Rather than religion, Hazel relies on philosophy throughout most of The Fault in Our Stars. She appreciates Kantor and Magritte, and she comforts herself by recalling the theory that some infinities are bigger than other infinities, and telling herself that the infinity which she and Augustus have shared has been beautiful and genuinely infinite, if too short. After this love affair with philosophy, however, Hazel refuses to listen to Peter van Houten when he appears unexpectedly in America and attempts to lecture her on philosophy.

This refusal highlights that the content of a message matters much less than the receiver’s opinion of its deliverer. An interesting discussion of philosophy, coming from a known jerk, is not worth hearing; likewise, from Hazel’s perspective, a well-meant eulogy from an unfamiliar pastor must be devoid of insight. This leaves the church in a catch-22. For youth who have never been a part of the church, any message religion has to offer is suspect on the simple grounds of its alienness—what could this institution possibly have to say about my life? What could it know that would be relevant to me, since it has had no previous contact with me?

Religion has often been most relevant in times of suffering, so its near-absence from Hazel and Augustus’s post-diagnosis lives reveals a generation—or, at least, a substantial part of a generation—that does not feel the need to call upon the church for anything. Ultimately, it is difficult to fault Hazel, Augustus, and Isaac for the secular ways in which they make peace with their circumstances, or to pinpoint the exact moment in their journey when faith or religion would have been a better solution than the one they devised on their own.
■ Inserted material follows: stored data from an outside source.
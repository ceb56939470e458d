//! Length-prefixed framed messages over the local attach socket.
//!
//! Wire format grounded directly on `original_source/proto/proto.go`'s
//! `Marshal`/`Unmarshal` (big-endian `u32` length covering the opcode plus
//! payload, followed by a big-endian `u16` opcode): that Go source is the
//! exact layout the specification's frame codec section describes. Encoded
//! here with `byteorder`, the way `shell-pool-shpool`'s
//! `libshpool/src/protocol.rs` frames its own control-socket messages, but
//! over async tokio streams rather than synchronous ones to match
//! `huntwj-tinyfugue`'s tokio-everywhere style.

use byteorder::{BigEndian, ByteOrder};
use tokio::io::{AsyncRead, AsyncReadExt, AsyncWrite, AsyncWriteExt};

use crate::error::{Result, XtelnetError};

/// Maximum accepted declared frame length (opcode + payload), an
/// implementation-chosen sanity bound.
pub const MAX_FRAME_LEN: usize = 100 * 1024 * 1024;

/// Closed opcode set for the attach control protocol.
#[derive(Debug, Clone, Copy, PartialEq, Eq)]
pub enum Opcode {
    /// `SM_DETACH_STATUS`: one-byte payload, 0=attached, 1=detached.
    DetachStatus,
    /// `SM_ATTACH_ACK`: one byte (1=accepted, else denied) + optional reason.
    AttachAck,
    /// `CM_SCREEN_SIZE`: two big-endian u16 (rows, cols). Reserved.
    ScreenSize,
    /// `CM_USER_INPUT`: raw command-line bytes (no trailing newline).
    UserInput,
    /// `CM_QUERY_DETACH_STATUS`: empty.
    QueryDetachStatus,
    /// `CM_ATTACH_REQ`: one byte (1=force-takeover, 0=only-if-detached).
    AttachReq,
    /// Unsolicited server push of output bytes to a live attached UI.
    Push,
}

impl Opcode {
    fn to_u16(self) -> u16 {
        match self {
            Opcode::DetachStatus => 1,
            Opcode::AttachAck => 2,
            Opcode::ScreenSize => 3,
            Opcode::UserInput => 4,
            Opcode::QueryDetachStatus => 5,
            Opcode::AttachReq => 6,
            Opcode::Push => 0,
        }
    }

    fn from_u16(v: u16) -> Option<Self> {
        Some(match v {
            1 => Opcode::DetachStatus,
            2 => Opcode::AttachAck,
            3 => Opcode::ScreenSize,
            4 => Opcode::UserInput,
            5 => Opcode::QueryDetachStatus,
            6 => Opcode::AttachReq,
            0 => Opcode::Push,
            _ => return None,
        })
    }
}

/// Write one frame: `u32` length (2 + payload.len()), `u16` opcode, payload.
pub async fn write<W: AsyncWrite + Unpin>(w: &mut W, opcode: Opcode, payload: &[u8]) -> Result<()> {
    let mut header = [0u8; 6];
    BigEndian::write_u32(&mut header[0..4], (2 + payload.len()) as u32);
    BigEndian::write_u16(&mut header[4..6], opcode.to_u16());
    w.write_all(&header).await.map_err(XtelnetError::UiIoError)?;
    w.write_all(payload).await.map_err(XtelnetError::UiIoError)?;
    w.flush().await.map_err(XtelnetError::UiIoError)?;
    Ok(())
}

/// Read one frame, fully consuming the header before attempting the body.
/// Rejects frames whose declared length is 0 or exceeds [`MAX_FRAME_LEN`].
/// An unrecognised opcode is surfaced as `Opcode::Push` with a raw-opcode
/// marker is *not* performed — callers that need tolerance for unknown
/// opcodes should treat a `FrameMalformed` result as "ignore and keep
/// reading", per spec.md §4.9's tolerant-unknown-opcode note.
pub async fn read<R: AsyncRead + Unpin>(r: &mut R) -> Result<(Opcode, Vec<u8>)> {
    let mut header = [0u8; 4];
    r.read_exact(&mut header).await.map_err(map_read_err)?;
    let len = BigEndian::read_u32(&header) as usize;
    if len == 0 || len > MAX_FRAME_LEN {
        return Err(XtelnetError::FrameMalformed);
    }
    let mut body = vec![0u8; len];
    r.read_exact(&mut body).await.map_err(map_read_err)?;
    let opcode_val = BigEndian::read_u16(&body[0..2]);
    let opcode = Opcode::from_u16(opcode_val).ok_or(XtelnetError::FrameMalformed)?;
    Ok((opcode, body[2..].to_vec()))
}

fn map_read_err(e: std::io::Error) -> XtelnetError {
    XtelnetError::UiIoError(e)
}

#[cfg(test)]
mod tests {
    use super::*;
    use std::io::Cursor;

    async fn roundtrip(opcode: Opcode, payload: &[u8]) -> (Opcode, Vec<u8>) {
        let mut buf = Vec::new();
        write(&mut buf, opcode, payload).await.unwrap();
        let mut cursor = Cursor::new(buf);
        read(&mut cursor).await.unwrap()
    }

    #[tokio::test]
    async fn roundtrip_all_opcodes_various_sizes() {
        for opcode in [
            Opcode::DetachStatus,
            Opcode::AttachAck,
            Opcode::ScreenSize,
            Opcode::UserInput,
            Opcode::QueryDetachStatus,
            Opcode::AttachReq,
            Opcode::Push,
        ] {
            for payload in [vec![], vec![0u8; 1], vec![7u8; 4096]] {
                let (got_op, got_payload) = roundtrip(opcode, &payload).await;
                assert_eq!(got_op, opcode);
                assert_eq!(got_payload, payload);
            }
        }
    }

    #[tokio::test]
    async fn zero_length_declared_is_rejected() {
        // Hand-craft a frame with length=0 (illegal: must cover the opcode).
        let mut buf = Vec::new();
        buf.extend_from_slice(&0u32.to_be_bytes());
        let mut cursor = Cursor::new(buf);
        assert!(matches!(read(&mut cursor).await, Err(XtelnetError::FrameMalformed)));
    }

    #[tokio::test]
    async fn oversized_length_is_rejected() {
        let mut buf = Vec::new();
        buf.extend_from_slice(&((MAX_FRAME_LEN as u32) + 1).to_be_bytes());
        let mut cursor = Cursor::new(buf);
        assert!(matches!(read(&mut cursor).await, Err(XtelnetError::FrameMalformed)));
    }

    #[tokio::test]
    async fn partial_reads_are_transparently_retried() {
        // Split the header across multiple underlying reads by using a
        // Cursor fed in two chunks via a chained reader.
        let mut full = Vec::new();
        write(&mut full, Opcode::UserInput, b"look").await.unwrap();
        let (a, b) = full.split_at(2);
        let chained =
            std::io::Read::chain(std::io::Cursor::new(a.to_vec()), std::io::Cursor::new(b.to_vec()));
        let mut r = tokio::io::BufReader::new(SyncAdapter(chained));
        let (op, payload) = read(&mut r).await.unwrap();
        assert_eq!(op, Opcode::UserInput);
        assert_eq!(payload, b"look");
    }

    // Minimal adapter letting a std::io::Read masquerade as AsyncRead for
    // the partial-read test above (no real I/O, always ready).
    struct SyncAdapter<T>(T);
    impl<T: std::io::Read + Unpin> AsyncRead for SyncAdapter<T> {
        fn poll_read(
            mut self: std::pin::Pin<&mut Self>,
            _cx: &mut std::task::Context<'_>,
            buf: &mut tokio::io::ReadBuf<'_>,
        ) -> std::task::Poll<std::io::Result<()>> {
            let mut tmp = vec![0u8; buf.remaining()];
            let n = std::io::Read::read(&mut self.0, &mut tmp)?;
            buf.put_slice(&tmp[..n]);
            std::task::Poll::Ready(Ok(()))
        }
    }
}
In classic John Green fashion, the teenaged main characters find truth and comfort in literature, math, science, and (most of the time) philosophy. They find respite in togetherness, sarcasm, and video games that distract them from reality. While it is possible to say that all of these forms of comfort either pale in the face of faith or could be augmented by it, it is also the case that everyone who suffers is making up coping mechanisms on the fly, and managing to find something that works is rare enough that we criticize those with “unfaithful” survival strategies from a position of unsympathetic privilege. If the church is to recapture this generation, it must articulate why faith in God offers more than any human being could—a taller order than usual when Hazel and Augustus are the human beings offered up for comparison.